Promoting the electrocatalytic conversion of CO₂ to ethanol at ultra-low potential by fully exposing periodic low-index facets in hexagonal pyramidal Cu

The close correlation between the crystal facet exposure features of copper (Cu) catalysts and their CO₂ reduction reaction (CO₂RR) products has attracted significant research interest. Driving efficient CO₂ reduction to ethanol on Cu catalysts through appropriate facet tailoring techniques holds considerable research value. In this work, computational studies reveal that periodically alternating (100)/(110)/(111) facets arranged in an orderly manner on Cu catalysts can facilitate a smooth reaction pathway from CO₂ to ethanol via a facet-dependent relay catalysis mechanism. This implies that constructing structures with periodically alternating exposed facets is crucial for promoting ethanol formation. Guided by these theoretical insights, we adjusted the morphology of Cu catalyst in an electrodeposition fabrication strategy by changing the precursor of Cu. By leveraging the synergistic effect of sodium citrate chelation and anion-specific adsorption to precisely control release of Cu ion, the three-dimensional hexagonal pyramidal Cu catalyst was fabricated with periodically exposed (100) and (111) facets, and the interfacial strain engineering induced abundant (110) facets at the junctures.

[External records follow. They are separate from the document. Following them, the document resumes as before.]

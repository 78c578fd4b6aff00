//! Deadline resolution and time sensitivity
//!
//! Relative deadlines count from the process anchor when the extractor found
//! one (an absolute deadline marked `anchors_process`), otherwise from the
//! reference timestamp. With several anchors the earliest wins.

use chrono::{DateTime, NaiveDate, Utc};
use docplan_extract::{Deadline, ExtractedEntity};

/// Earliest process anchor among `entities`
#[must_use]
pub fn process_anchor<'a>(entities: impl IntoIterator<Item = &'a ExtractedEntity>) -> Option<NaiveDate> {
    entities
        .into_iter()
        .filter_map(ExtractedEntity::as_deadline)
        .filter(|d| d.anchors_process)
        .filter_map(|d| match d.timing {
            docplan_extract::DeadlineTiming::Absolute { date } => Some(date),
            docplan_extract::DeadlineTiming::Relative { .. } => None,
        })
        .min()
}

/// Resolves deadlines for one document
#[derive(Debug, Clone, Copy, PartialEq, Eq)]
pub struct DeadlineClock {
    reference: DateTime<Utc>,
    anchor: Option<NaiveDate>,
    window_days: i64,
}

impl DeadlineClock {
    /// Clock at `reference` with a time-sensitivity window
    #[inline]
    #[must_use]
    pub fn new(reference: DateTime<Utc>, window_days: u32) -> Self {
        Self {
            reference,
            anchor: None,
            window_days: i64::from(window_days),
        }
    }

    /// With process anchor
    #[inline]
    #[must_use]
    pub fn with_anchor(mut self, anchor: Option<NaiveDate>) -> Self {
        self.anchor = anchor;
        self
    }

    /// Process anchor in effect
    #[inline]
    #[must_use]
    pub fn anchor(&self) -> Option<NaiveDate> {
        self.anchor
    }

    /// Calendar date of a deadline; `None` if it overflows the calendar
    #[inline]
    #[must_use]
    pub fn resolve(&self, deadline: &Deadline) -> Option<NaiveDate> {
        deadline.resolve(self.reference, self.anchor)
    }

    /// Whole days from the reference date to `date`; negative when overdue
    #[inline]
    #[must_use]
    pub fn days_until(&self, date: NaiveDate) -> i64 {
        (date - self.reference.date_naive()).num_days()
    }

    /// Inclusive window test; overdue dates are time-sensitive too
    #[inline]
    #[must_use]
    pub fn is_time_sensitive(&self, date: NaiveDate) -> bool {
        self.days_until(date) <= self.window_days
    }
}

#[cfg(test)]
mod tests {
    use super::*;
    use chrono::TimeZone;
    use docplan_extract::EntityKind;

    fn reference() -> DateTime<Utc> {
        Utc.with_ymd_and_hms(2025, 1, 1, 18, 30, 0).unwrap()
    }

    fn date(m: u32, d: u32) -> NaiveDate {
        NaiveDate::from_ymd_opt(2025, m, d).unwrap()
    }

    #[test]
    fn window_is_inclusive_at_thirty_days() {
        let clock = DeadlineClock::new(reference(), 30);
        assert_eq!(clock.days_until(date(1, 31)), 30);
        assert!(clock.is_time_sensitive(date(1, 31)));
        assert!(!clock.is_time_sensitive(date(2, 1)));
    }

    #[test]
    fn overdue_is_time_sensitive() {
        let clock = DeadlineClock::new(reference(), 30);
        assert!(clock.is_time_sensitive(date(1, 1)));
        assert_eq!(clock.days_until(NaiveDate::from_ymd_opt(2024, 12, 25).unwrap()), -7);
    }

    #[test]
    fn earliest_anchor_wins() {
        let entities = [
            ExtractedEntity::new("a", "start", EntityKind::Deadline(Deadline::anchor(date(3, 1)))),
            ExtractedEntity::new("b", "other", EntityKind::Deadline(Deadline::absolute(date(1, 5)))),
            ExtractedEntity::new("c", "start", EntityKind::Deadline(Deadline::anchor(date(2, 1)))),
        ];
        assert_eq!(process_anchor(&entities), Some(date(2, 1)));

        let clock = DeadlineClock::new(reference(), 30).with_anchor(process_anchor(&entities));
        assert_eq!(clock.resolve(&Deadline::relative(14)), Some(date(2, 15)));
    }

    #[test]
    fn relative_without_anchor_counts_from_reference() {
        let clock = DeadlineClock::new(reference(), 30);
        assert_eq!(clock.resolve(&Deadline::relative(30)), Some(date(1, 31)));
    }
}
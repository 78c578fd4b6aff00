//! Error types for entity grounding

use crate::ids::{ChunkId, DocumentId};

/// Why a citation failed to resolve
#[derive(Debug, Clone, PartialEq, Eq, thiserror::Error)]
pub enum CitationDefect {
    /// The chunk identifier is not in the registry
    #[error("chunk {0} is not in the chunk registry")]
    UnknownChunk(ChunkId),

    /// A page number lies outside the document
    #[error("page {page} is outside pages 1..={page_count}")]
    PageOutOfRange { page: u32, page_count: u32 },

    /// The chunk exists but belongs to a different document
    #[error("chunk {chunk_id} belongs to document {owner}")]
    ForeignChunk { chunk_id: ChunkId, owner: DocumentId },
}

/// Citation does not resolve against the chunk registry
#[derive(Debug, Clone, PartialEq, Eq, thiserror::Error)]
#[error("invalid citation: {reason}")]
pub struct InvalidCitation {
    /// What was wrong with it
    pub reason: CitationDefect,
}

impl From<CitationDefect> for InvalidCitation {
    fn from(reason: CitationDefect) -> Self {
        Self { reason }
    }
}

As predicted, the resulting hexagonal pyramidal Cu catalyst achieved a remarkably high Faradaic efficiency of 79.79 % for ethanol production at −0.125 V vs. RHE. Detailed in situ FTIR spectroscopy confirmed that the stepped (111)/(110)/(100) configurations facilitate a cascade reaction pathway towards ethanol. This work provides a successful framework for theoretically guided catalyst design and performance optimization, which may stimulate the study on overcoming inherent limitations in multi-carbon product synthesis through crystallographic phase engineering.